Search the listing for the string "Some" and copy every line that contains it.
=== Records ===
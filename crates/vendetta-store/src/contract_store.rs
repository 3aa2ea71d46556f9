//! Durable store for active assassin contracts, keyed by holder.
//!
//! Contracts already expired at load time are dropped silently, so a
//! long server downtime never produces a burst of failure
//! notifications on startup.

use std::collections::BTreeMap;
use std::path::PathBuf;

use tracing::warn;

use vendetta_types::{AssassinContract, PlayerId};

use crate::csv;
use crate::error::StoreError;

/// Header row for the contract file.
const HEADER: &str = "player_id,player_name,kills_required,kills_achieved,end_time_unix,reward";

/// In-memory map of active contracts with its backing file.
#[derive(Debug)]
pub struct ContractStore {
    path: PathBuf,
    contracts: BTreeMap<PlayerId, AssassinContract>,
}

impl ContractStore {
    /// Open the store at `path`, dropping rows already expired at
    /// `now_unix`. Failure semantics match the other stores: missing
    /// file is empty, unreadable file clears to empty, bad rows skip.
    pub fn open(path: PathBuf, now_unix: i64) -> Self {
        let mut store = Self {
            path,
            contracts: BTreeMap::new(),
        };
        store.reload(now_unix);
        store
    }

    /// Re-read the backing file, replacing all in-memory rows.
    pub fn reload(&mut self, now_unix: i64) {
        self.contracts = match csv::read_file(&self.path) {
            Ok(Some(text)) => parse_contracts(&text, now_unix),
            Ok(None) => BTreeMap::new(),
            Err(e) => {
                warn!(error = %e, "failed to read contract store, starting empty");
                BTreeMap::new()
            }
        };
    }

    /// Look up the active contract held by a player, if any.
    pub fn get(&self, player: PlayerId) -> Option<&AssassinContract> {
        self.contracts.get(&player)
    }

    /// Mutable access to a player's contract (kill progress).
    pub fn get_mut(&mut self, player: PlayerId) -> Option<&mut AssassinContract> {
        self.contracts.get_mut(&player)
    }

    /// Whether the player currently holds a contract.
    pub fn contains(&self, player: PlayerId) -> bool {
        self.contracts.contains_key(&player)
    }

    /// Insert (or replace) a player's contract.
    pub fn insert(&mut self, contract: AssassinContract) {
        self.contracts.insert(contract.player_id, contract);
    }

    /// Remove and return a player's contract.
    pub fn remove(&mut self, player: PlayerId) -> Option<AssassinContract> {
        self.contracts.remove(&player)
    }

    /// Number of active contracts.
    pub fn len(&self) -> usize {
        self.contracts.len()
    }

    /// Whether no contracts are active.
    pub fn is_empty(&self) -> bool {
        self.contracts.is_empty()
    }

    /// Holders of contracts expired at the given instant.
    pub fn expired_holders(&self, now_unix: i64) -> Vec<PlayerId> {
        self.contracts
            .values()
            .filter(|c| c.is_expired(now_unix))
            .map(|c| c.player_id)
            .collect()
    }

    /// Rewrite the backing file from the in-memory rows.
    pub fn save(&self) -> Result<(), StoreError> {
        let rows: Vec<String> = self
            .contracts
            .values()
            .map(|c| {
                format!(
                    "{},{},{},{},{},{}",
                    c.player_id,
                    csv::escape(&c.player_name),
                    c.kills_required,
                    c.kills_achieved,
                    c.end_time_unix,
                    c.reward
                )
            })
            .collect();
        csv::write_rows(&self.path, HEADER, &rows)
    }
}

/// Parse the contract file body, skipping bad rows and expired rows.
fn parse_contracts(text: &str, now_unix: i64) -> BTreeMap<PlayerId, AssassinContract> {
    let records = csv::parse_records(text);
    let mut rows = records.into_iter();

    if rows.next().is_none() {
        return BTreeMap::new();
    }

    let mut contracts = BTreeMap::new();
    for record in rows {
        let Some(contract) = parse_row(&record) else {
            warn!("skipping unparseable contract row");
            continue;
        };
        if contract.is_expired(now_unix) {
            continue;
        }
        contracts.insert(contract.player_id, contract);
    }
    contracts
}

/// Parse one contract record. Returns `None` when a field fails.
fn parse_row(record: &[String]) -> Option<AssassinContract> {
    if record.len() != 6 {
        return None;
    }
    let player_id: u64 = record.first()?.parse().ok()?;
    let player_name = record.get(1)?.clone();
    let kills_required: u32 = record.get(2)?.parse().ok()?;
    let kills_achieved: u32 = record.get(3)?.parse().ok()?;
    let end_time_unix: i64 = record.get(4)?.parse().ok()?;
    let reward: i64 = record.get(5)?.parse().ok()?;

    let mut contract = AssassinContract::new(
        PlayerId(player_id),
        player_name,
        kills_required,
        end_time_unix,
        reward,
    );
    contract.kills_achieved = kills_achieved;
    Some(contract)
}

#[cfg(test)]
#[allow(clippy::unwrap_used)]
mod tests {
    use super::*;

    fn sample_contract(player: u64, end_time: i64) -> AssassinContract {
        AssassinContract::new(PlayerId(player), "Hunter".to_owned(), 5, end_time, 2_500)
    }

    #[test]
    fn save_then_reload_reproduces_rows() {
        let dir = tempfile::tempdir().unwrap();
        let path = dir.path().join("active_contracts.csv");

        let mut store = ContractStore::open(path.clone(), 100);
        let mut contract = sample_contract(1, 5_000);
        contract.kills_achieved = 2;
        store.insert(contract.clone());
        store.save().unwrap();

        let reloaded = ContractStore::open(path, 100);
        assert_eq!(reloaded.get(PlayerId(1)), Some(&contract));
    }

    #[test]
    fn expired_rows_are_dropped_at_load() {
        let dir = tempfile::tempdir().unwrap();
        let path = dir.path().join("active_contracts.csv");

        let mut store = ContractStore::open(path.clone(), 100);
        store.insert(sample_contract(1, 500));
        store.insert(sample_contract(2, 5_000));
        store.save().unwrap();

        // Time has moved past the first contract's deadline.
        let reloaded = ContractStore::open(path, 1_000);
        assert!(!reloaded.contains(PlayerId(1)));
        assert!(reloaded.contains(PlayerId(2)));
    }

    #[test]
    fn expired_holders_lists_only_past_deadline() {
        let dir = tempfile::tempdir().unwrap();
        let mut store = ContractStore::open(dir.path().join("c.csv"), 0);
        store.insert(sample_contract(1, 100));
        store.insert(sample_contract(2, 200));

        assert_eq!(store.expired_holders(50), Vec::<PlayerId>::new());
        assert_eq!(store.expired_holders(150), vec![PlayerId(1)]);
        assert_eq!(store.expired_holders(250), vec![PlayerId(1), PlayerId(2)]);
    }

    #[test]
    fn wrong_field_count_is_skipped() {
        let dir = tempfile::tempdir().unwrap();
        let path = dir.path().join("active_contracts.csv");
        std::fs::write(
            &path,
            format!("{HEADER}\n1,Hunter,5,0,9000\n2,Hunter,5,0,9000,2500\n"),
        )
        .unwrap();

        let store = ContractStore::open(path, 100);
        assert_eq!(store.len(), 1);
        assert!(store.contains(PlayerId(2)));
    }
}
===
Solution to the problem:
            Ok(Some(text)) => parse_contracts(&text, now_unix),
        let Some(contract) = parse_row(&record) else {
    Some(contract)
        assert_eq!(reloaded.get(PlayerId(1)), Some(&contract));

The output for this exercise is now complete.